Vow Renewal At 5 Years. Etiquette Help Please!!!


vow renewal 5 years

vow renewal 5 years

Question: I have used the search tool and gone through several threads but have not come across a thread as unique as mine, so I am going to give this a shot…

My husband and I will be married for five years in May 2010. We originally had planned to renew our vows on our 1st anniversary, but our son was born 3 days before the date. We were married at his uncle’s church, but my family is from up north (1000 miles away) and short on funds at the time, so with the exception of my brother who gave me away, none of my family or friends were able to attend, even though we gave nearly a years notice. Some of his family could also not attend (brother’s wife on serious bed rest from pregnancy, aunt had recently passed away)

Now, nearly 5 years later, my husband and I are more financially stable and able to afford a ceremony and reception. In addition to that, my great-aunt, grandmother, and parents would like to be able to attend something formal because they were not able to originally. I know it is not proper ettiquette for my father to give me away, but can he not walk me down the aisle or dance with me at the reception? My great aunt, who is very old, keeps pointing out that she wants to dance at one more “wedding”. And, I chose not to wear my “wedding” dress at our original ceremony due to our circumstances (my parents not being there or my family and our intentions to renew a year later). I am unsure now of what to do since it will now be 5 years. I don’t feel comfortable wearing my wedding dress because it is just that, a wedding dress and I am sure it is inappropriate for the renewal ceremony. But I do want a formal event, not just for my family, but for me and my husband as well.
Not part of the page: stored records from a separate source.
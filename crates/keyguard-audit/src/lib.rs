//! # keyguard-audit
//!
//! Append-only audit trail for secret access decisions.
//!
//! Every access attempt the guard mediates produces exactly one
//! [`AccessRecord`]. Records carry the secret identifier, the audit-safe
//! caller identity, the action and its outcome. They never carry the
//! secret payload.
//!
//! ## Features
//!
//! - [`AccessRecord`]: Immutable audit entry with named constructors
//! - [`AuditSink`]: Pluggable trait for audit backends
//! - [`MemoryAuditLog`]: In-memory log with [`AuditFilter`] queries
//! - [`TracingAuditSink`]: Structured events through `tracing`
//! - [`JsonLinesAuditSink`]: One JSON object per line in an append-only file
//! - [`FanoutAuditSink`]: Forwards every record to several sinks
//!
//! ## Example
//!
//! ```rust
//! use keyguard_audit::{AccessRecord, AuditSink, DenialReason, MemoryAuditLog};
//!
//! let log = MemoryAuditLog::new();
//!
//! let record = AccessRecord::denied("wallet1", "bob", DenialReason::UnauthorizedCaller);
//! log.append(&record).expect("memory log never fails");
//!
//! assert_eq!(log.len(), 1);
//! ```

#![forbid(unsafe_code)]
#![warn(missing_docs)]

pub mod error;
pub mod file;
pub mod memory;
pub mod record;
pub mod sink;

// Re-export main types
pub use error::{AuditError, Result};
pub use file::JsonLinesAuditSink;
pub use memory::{AuditFilter, MemoryAuditLog};
pub use record::{AccessAction, AccessOutcome, AccessRecord, DenialReason};
pub use sink::{AuditSink, BoxedAuditSink, FanoutAuditSink, TracingAuditSink};
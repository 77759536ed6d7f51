//! Error types for the secret guard.
//!
//! No variant ever carries payload bytes. Identifiers and caller ids are
//! included so an operator can act on a failure.

use thiserror::Error;

/// Errors returned by [`SecretGuard`](crate::SecretGuard) operations.
#[derive(Debug, Error)]
pub enum GuardError {
    /// The identifier failed validation.
    #[error("invalid secret identifier: {reason}")]
    InvalidIdentifier {
        /// The reason the identifier is invalid.
        reason: String,
    },

    /// The caller is not allowed by the policy.
    #[error("caller {caller} is not authorized to access secret {identifier}")]
    Authorization {
        /// The requested secret.
        identifier: String,
        /// The audit-safe caller identity.
        caller: String,
    },

    /// The store has no secret under this identifier.
    #[error("secret {identifier} not found (requested by {caller})")]
    SecretNotFound {
        /// The requested secret.
        identifier: String,
        /// The audit-safe caller identity.
        caller: String,
    },

    /// The handle was used after the secret was invalidated.
    #[error("secret {identifier} has expired (lease {lease}); acquire it again")]
    SecretExpired {
        /// The secret the handle referred to.
        identifier: String,
        /// The lease the handle belonged to.
        lease: String,
    },

    /// The secret store could not be reached.
    #[error("secret store unavailable while accessing {identifier}: {reason}")]
    StoreUnavailable {
        /// The secret being accessed.
        identifier: String,
        /// What went wrong.
        reason: String,
    },

    /// The payload did not match its pinned digest.
    #[error("integrity check failed for secret {identifier} (requested by {caller})")]
    IntegrityCheckFailed {
        /// The requested secret.
        identifier: String,
        /// The audit-safe caller identity.
        caller: String,
    },

    /// An exclusive hold on the identifier was not released in time.
    #[error("timed out waiting for exclusive access to {identifier} (requested by {caller})")]
    LockTimeout {
        /// The requested secret.
        identifier: String,
        /// The audit-safe caller identity.
        caller: String,
    },

    /// The audit record for a decision could not be persisted.
    #[error("audit record for {identifier} could not be persisted: {reason}")]
    AuditWriteFailure {
        /// The secret the record was about.
        identifier: String,
        /// The sink error.
        reason: String,
    },

    /// Configuration is invalid.
    #[error("configuration error: {reason}")]
    Config {
        /// What is wrong with the configuration.
        reason: String,
    },

    /// The expiry watchdog could not be started.
    #[error("watchdog error: {reason}")]
    Watchdog {
        /// What went wrong.
        reason: String,
    },
}

impl GuardError {
    /// Returns true if retrying the same call later may succeed.
    ///
    /// Authorization, not-found and integrity failures are facts that a
    /// retry does not change.
    #[must_use]
    pub const fn is_retryable(&self) -> bool {
        matches!(self, Self::StoreUnavailable { .. } | Self::LockTimeout { .. })
    }

    pub(crate) fn config(reason: impl Into<String>) -> Self {
        Self::Config {
            reason: reason.into(),
        }
    }
}

/// Errors reported by a [`SecretStore`](crate::SecretStore) backend.
#[derive(Debug, Clone, Error, PartialEq, Eq)]
pub enum StoreError {
    /// The store could not be reached.
    #[error("store unavailable: {reason}")]
    Unavailable {
        /// What went wrong.
        reason: String,
    },

    /// The store was reached but failed to produce the payload.
    #[error("store backend failure: {reason}")]
    Backend {
        /// What went wrong.
        reason: String,
    },
}

/// Result type alias for guard operations.
pub type Result<T> = std::result::Result<T, GuardError>;
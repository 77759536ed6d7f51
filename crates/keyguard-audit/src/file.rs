//! Append-only JSON-lines audit file.

use std::fs::{File, OpenOptions};
use std::io::Write;
use std::path::{Path, PathBuf};

use parking_lot::Mutex;
use tracing::debug;

use crate::error::Result;
use crate::record::AccessRecord;
use crate::sink::AuditSink;

/// Writes one JSON object per line to a file opened in append mode.
///
/// Each line, newline included, is serialized into a buffer first and then
/// handed to the file in a single `write_all` while the sink's lock is held,
/// so concurrent writers never interleave partial records.
pub struct JsonLinesAuditSink {
    path: PathBuf,
    file: Mutex<File>,
}

impl JsonLinesAuditSink {
    /// Opens (or creates) the audit file at `path` for appending.
    pub fn open(path: impl AsRef<Path>) -> Result<Self> {
        let path = path.as_ref().to_path_buf();
        let file = OpenOptions::new().create(true).append(true).open(&path)?;
        debug!(path = %path.display(), "opened audit file");
        Ok(Self {
            path,
            file: Mutex::new(file),
        })
    }

    /// Returns the path of the audit file.
    #[must_use]
    pub fn path(&self) -> &Path {
        &self.path
    }
}

impl AuditSink for JsonLinesAuditSink {
    fn append(&self, record: &AccessRecord) -> Result<()> {
        let mut line = serde_json::to_vec(record)?;
        line.push(b'\n');

        let mut file = self.file.lock();
        file.write_all(&line)?;
        file.flush()?;
        Ok(())
    }
}

impl std::fmt::Debug for JsonLinesAuditSink {
    fn fmt(&self, f: &mut std::fmt::Formatter<'_>) -> std::fmt::Result {
        f.debug_struct("JsonLinesAuditSink")
            .field("path", &self.path)
            .finish_non_exhaustive()
    }
}

#[cfg(test)]
mod tests {
    use super::*;
    use crate::record::DenialReason;
    use std::sync::Arc;
    use tempfile::TempDir;

    fn read_records(path: &Path) -> Vec<AccessRecord> {
        let content = std::fs::read_to_string(path).expect("read audit file");
        content
            .lines()
            .map(|line| serde_json::from_str(line).expect("each line is one record"))
            .collect()
    }

    #[test]
    fn writes_one_line_per_record() {
        let dir = TempDir::new().expect("tempdir");
        let path = dir.path().join("audit.jsonl");
        let sink = JsonLinesAuditSink::open(&path).expect("open");

        sink.append(&AccessRecord::denied("wallet1", "bob", DenialReason::UnauthorizedCaller))
            .expect("append");
        sink.append(&AccessRecord::reset("wallet1", "keyguard"))
            .expect("append");

        let records = read_records(&path);
        assert_eq!(records.len(), 2);
        assert_eq!(records[0].caller, "bob");
        assert_eq!(records[1].caller, "keyguard");
    }

    #[test]
    fn reopening_appends_instead_of_truncating() {
        let dir = TempDir::new().expect("tempdir");
        let path = dir.path().join("audit.jsonl");

        {
            let sink = JsonLinesAuditSink::open(&path).expect("open");
            sink.append(&AccessRecord::reset("first", "keyguard"))
                .expect("append");
        }
        {
            let sink = JsonLinesAuditSink::open(&path).expect("reopen");
            sink.append(&AccessRecord::reset("second", "keyguard"))
                .expect("append");
        }

        let ids: Vec<String> = read_records(&path)
            .into_iter()
            .map(|r| r.identifier)
            .collect();
        assert_eq!(ids, vec!["first", "second"]);
    }

    #[test]
    fn concurrent_writers_never_interleave() {
        let dir = TempDir::new().expect("tempdir");
        let path = dir.path().join("audit.jsonl");
        let sink = Arc::new(JsonLinesAuditSink::open(&path).expect("open"));

        let handles: Vec<_> = (0..8)
            .map(|t| {
                let sink = Arc::clone(&sink);
                std::thread::spawn(move || {
                    for i in 0..50 {
                        let record = AccessRecord::denied(
                            format!("wallet-{t}-{i}"),
                            format!("caller-{t}"),
                            DenialReason::NotFound,
                        );
                        sink.append(&record).expect("append");
                    }
                })
            })
            .collect();

        for handle in handles {
            handle.join().expect("writer thread");
        }

        assert_eq!(read_records(&path).len(), 400);
    }

    #[test]
    fn open_fails_for_missing_directory() {
        let dir = TempDir::new().expect("tempdir");
        let path = dir.path().join("missing").join("audit.jsonl");
        assert!(JsonLinesAuditSink::open(path).is_err());
    }
}
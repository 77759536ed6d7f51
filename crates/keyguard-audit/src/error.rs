//! Error types for the audit trail.

use thiserror::Error;

/// Errors that can occur while persisting audit records.
#[derive(Debug, Error)]
pub enum AuditError {
    /// Writing to the underlying sink failed.
    #[error("audit sink i/o failed: {0}")]
    Io(#[from] std::io::Error),

    /// Failed to serialize a record.
    #[error("serialization failed: {0}")]
    Serialization(#[from] serde_json::Error),

    /// The sink refused or could not accept the record.
    #[error("audit sink unavailable: {reason}")]
    Unavailable {
        /// Why the sink is unavailable.
        reason: String,
    },
}

impl AuditError {
    /// Creates an [`AuditError::Unavailable`] with the given reason.
    pub fn unavailable(reason: impl Into<String>) -> Self {
        Self::Unavailable {
            reason: reason.into(),
        }
    }
}

/// Result type alias for audit operations.
pub type Result<T> = std::result::Result<T, AuditError>;
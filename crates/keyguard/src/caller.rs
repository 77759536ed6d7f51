//! Caller identity.
//!
//! Callers pass their identity explicitly on every acquisition. The
//! [`CallerId`] is what ends up in audit records and error messages; an
//! optional token proves the identity when the policy pins a digest for
//! it, and is never logged.

use serde::{Deserialize, Serialize};
use std::fmt;
use zeroize::Zeroizing;

use crate::error::{GuardError, Result};
use crate::types::{validate_name, Digest};

/// Audit-safe caller identity, for example `alice` or `signer-bot`.
#[derive(Debug, Clone, PartialEq, Eq, Hash, PartialOrd, Ord, Serialize, Deserialize)]
#[serde(try_from = "String", into = "String")]
pub struct CallerId(String);

impl CallerId {
    /// Maximum length of a caller identifier.
    pub const MAX_LENGTH: usize = 128;

    /// Creates a new `CallerId` after validating the input.
    pub fn new(id: impl Into<String>) -> Result<Self> {
        let id = id.into();
        validate_name(&id, Self::MAX_LENGTH).map_err(|e| GuardError::InvalidIdentifier {
            reason: format!("invalid caller id: {e}"),
        })?;
        Ok(Self(id))
    }

    /// Returns the identifier as a string slice.
    #[must_use]
    pub fn as_str(&self) -> &str {
        &self.0
    }
}

impl fmt::Display for CallerId {
    fn fmt(&self, f: &mut fmt::Formatter<'_>) -> fmt::Result {
        f.write_str(&self.0)
    }
}

impl TryFrom<String> for CallerId {
    type Error = GuardError;

    fn try_from(value: String) -> Result<Self> {
        Self::new(value)
    }
}

impl From<CallerId> for String {
    fn from(id: CallerId) -> Self {
        id.0
    }
}

/// The identity a caller presents when requesting a secret.
#[derive(Clone)]
pub struct Caller {
    id: CallerId,
    token: Option<Zeroizing<Vec<u8>>>,
}

impl Caller {
    /// A caller identified by name only.
    pub fn new(id: impl Into<String>) -> Result<Self> {
        Ok(Self {
            id: CallerId::new(id)?,
            token: None,
        })
    }

    /// A caller that also presents a token.
    pub fn with_token(id: impl Into<String>, token: impl AsRef<[u8]>) -> Result<Self> {
        Ok(Self {
            id: CallerId::new(id)?,
            token: Some(Zeroizing::new(token.as_ref().to_vec())),
        })
    }

    /// Returns the audit-safe identity.
    #[must_use]
    pub fn id(&self) -> &CallerId {
        &self.id
    }

    /// Returns true if the caller presented a token.
    #[must_use]
    pub fn has_token(&self) -> bool {
        self.token.is_some()
    }

    /// Digest of the presented token, if any.
    pub(crate) fn token_digest(&self) -> Option<Digest> {
        self.token.as_ref().map(|t| Digest::of(t))
    }
}

impl From<CallerId> for Caller {
    fn from(id: CallerId) -> Self {
        Self { id, token: None }
    }
}

impl fmt::Debug for Caller {
    fn fmt(&self, f: &mut fmt::Formatter<'_>) -> fmt::Result {
        f.debug_struct("Caller")
            .field("id", &self.id)
            .field("token", &self.token.as_ref().map(|_| "[REDACTED]"))
            .finish()
    }
}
Rebecca Black, Etiquette Consultant, Etiquette Now

Dear Mrs. Rutherford,

By your moniker, you are stating that you are married. So, it seems that you would understand that there is no way that you could appear to be a bride as well. A bride is someone who is not married.
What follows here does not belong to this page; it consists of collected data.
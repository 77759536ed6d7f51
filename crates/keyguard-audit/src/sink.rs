//! Audit sink backends.
//!
//! This module provides the [`AuditSink`] trait and the sinks that do not
//! need their own module.

use std::sync::Arc;

use crate::error::{AuditError, Result};
use crate::record::{AccessOutcome, AccessRecord};

/// Trait for audit backends.
///
/// The only contract is "append one record, do not block indefinitely".
/// A sink that cannot persist a record must return an error instead of
/// dropping it silently.
pub trait AuditSink: Send + Sync {
    /// Appends one record as a single, atomic write.
    fn append(&self, record: &AccessRecord) -> Result<()>;
}

/// Audit sink that emits records through `tracing`.
///
/// Records are logged at levels derived from their outcome:
/// - Granted, Released, Reset → `tracing::info!`
/// - Denied, Expired → `tracing::warn!`
#[derive(Debug, Clone, Default)]
pub struct TracingAuditSink {
    prefix: Option<String>,
}

impl TracingAuditSink {
    /// Creates a new tracing-based audit sink.
    #[must_use]
    pub fn new() -> Self {
        Self::default()
    }

    /// Creates a new tracing-based audit sink with a message prefix.
    #[must_use]
    pub fn with_prefix(prefix: impl Into<String>) -> Self {
        Self {
            prefix: Some(prefix.into()),
        }
    }
}

impl AuditSink for TracingAuditSink {
    fn append(&self, record: &AccessRecord) -> Result<()> {
        let json = record.to_json()?;
        let prefix = self.prefix.as_deref().unwrap_or("AUDIT");
        let record_id = record.record_id;
        let identifier = record.identifier.as_str();
        let caller = record.caller.as_str();
        let action = record.action;
        let outcome = record.outcome;

        match outcome {
            AccessOutcome::Granted | AccessOutcome::Released | AccessOutcome::Reset => {
                tracing::info!(
                    target: "keyguard_audit",
                    %record_id,
                    identifier,
                    caller,
                    %action,
                    %outcome,
                    record_json = %json,
                    "[{prefix}] {action} {outcome}"
                );
            }
            AccessOutcome::Denied | AccessOutcome::Expired => {
                tracing::warn!(
                    target: "keyguard_audit",
                    %record_id,
                    identifier,
                    caller,
                    %action,
                    %outcome,
                    reason = record.reason.map(|r| r.as_str()),
                    record_json = %json,
                    "[{prefix}] {action} {outcome}"
                );
            }
        }

        Ok(())
    }
}

/// Forwards every record to several sinks.
///
/// All sinks are attempted even when an earlier one fails; the first
/// failure is returned.
#[derive(Default)]
pub struct FanoutAuditSink {
    sinks: Vec<Arc<dyn AuditSink>>,
}

impl FanoutAuditSink {
    /// Creates a fanout sink with no targets.
    #[must_use]
    pub fn new() -> Self {
        Self::default()
    }

    /// Adds a target sink.
    #[must_use]
    pub fn with(mut self, sink: Arc<dyn AuditSink>) -> Self {
        self.sinks.push(sink);
        self
    }

    /// Returns the number of target sinks.
    #[must_use]
    pub fn len(&self) -> usize {
        self.sinks.len()
    }

    /// Returns true if there are no target sinks.
    #[must_use]
    pub fn is_empty(&self) -> bool {
        self.sinks.is_empty()
    }
}

impl AuditSink for FanoutAuditSink {
    fn append(&self, record: &AccessRecord) -> Result<()> {
        let mut first_error: Option<AuditError> = None;
        for sink in &self.sinks {
            if let Err(e) = sink.append(record) {
                first_error.get_or_insert(e);
            }
        }
        first_error.map_or(Ok(()), Err)
    }
}

impl std::fmt::Debug for FanoutAuditSink {
    fn fmt(&self, f: &mut std::fmt::Formatter<'_>) -> std::fmt::Result {
        f.debug_struct("FanoutAuditSink")
            .field("sinks", &self.sinks.len())
            .finish()
    }
}

/// A boxed audit sink for dynamic dispatch.
pub type BoxedAuditSink = Box<dyn AuditSink>;

impl AuditSink for BoxedAuditSink {
    fn append(&self, record: &AccessRecord) -> Result<()> {
        (**self).append(record)
    }
}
Remove all of the personal information in your post and your situation is exactly the same as many of our posts. So, the advice is the same. You are married, so to host a wedding-like event is not proper, considerate of guests, and is illogical.

Even if you hosted a vow renewal after a year, it wouldn’t have appeared proper. What could you have possibly needed to renew? Renewing after five years would be fine. But, it would be to renew your vows to each other. It is not a redo of your wedding. That’s not supposed to be the reason to host one.

If you still plan on hosting a vow renewal for yourself, it is simply a ceremony in which you two renew your vows. It is supposed to be a small family affair. There are no wedding-like elements. Your father doesn’t escort you, because there is no procession, no bride, no groom, no wedding dress, no attendants, no prewedding parties, and no gifts. If there is a party, it isn’t a wedding reception, because it isn’t a wedding. It could be an anniversary party, because it is an anniversary. But, this isn’t a bench mark anniversary. So, it still may seem a bit odd to those invited.

Please read more about vow renewal etiquette. All of this advice is in etiquette books and in articles written by credible etiquette professionals such as Miss Manners (Judith Martin).

Wedding Expert Answers

At the end of the day what ultimately matter is why you want to renew your vows. To celebrate. Perhaps you’ve made it to 5 years together and you want the world to know that you’d do it all over again in a heartbeat. Maybe you want to reaffirm your commitment to each other after a rough period in your relationship. There’s no wrong reason to renew. Just think about the timing — don’t do it the same year you get married, unless you’ve had a small, faraway ceremony and want to make your vows public upon your return. Also, I agree with Rebecca, it is a vow renewal, not a marriage ceremony so you can’t dress up like the bride again.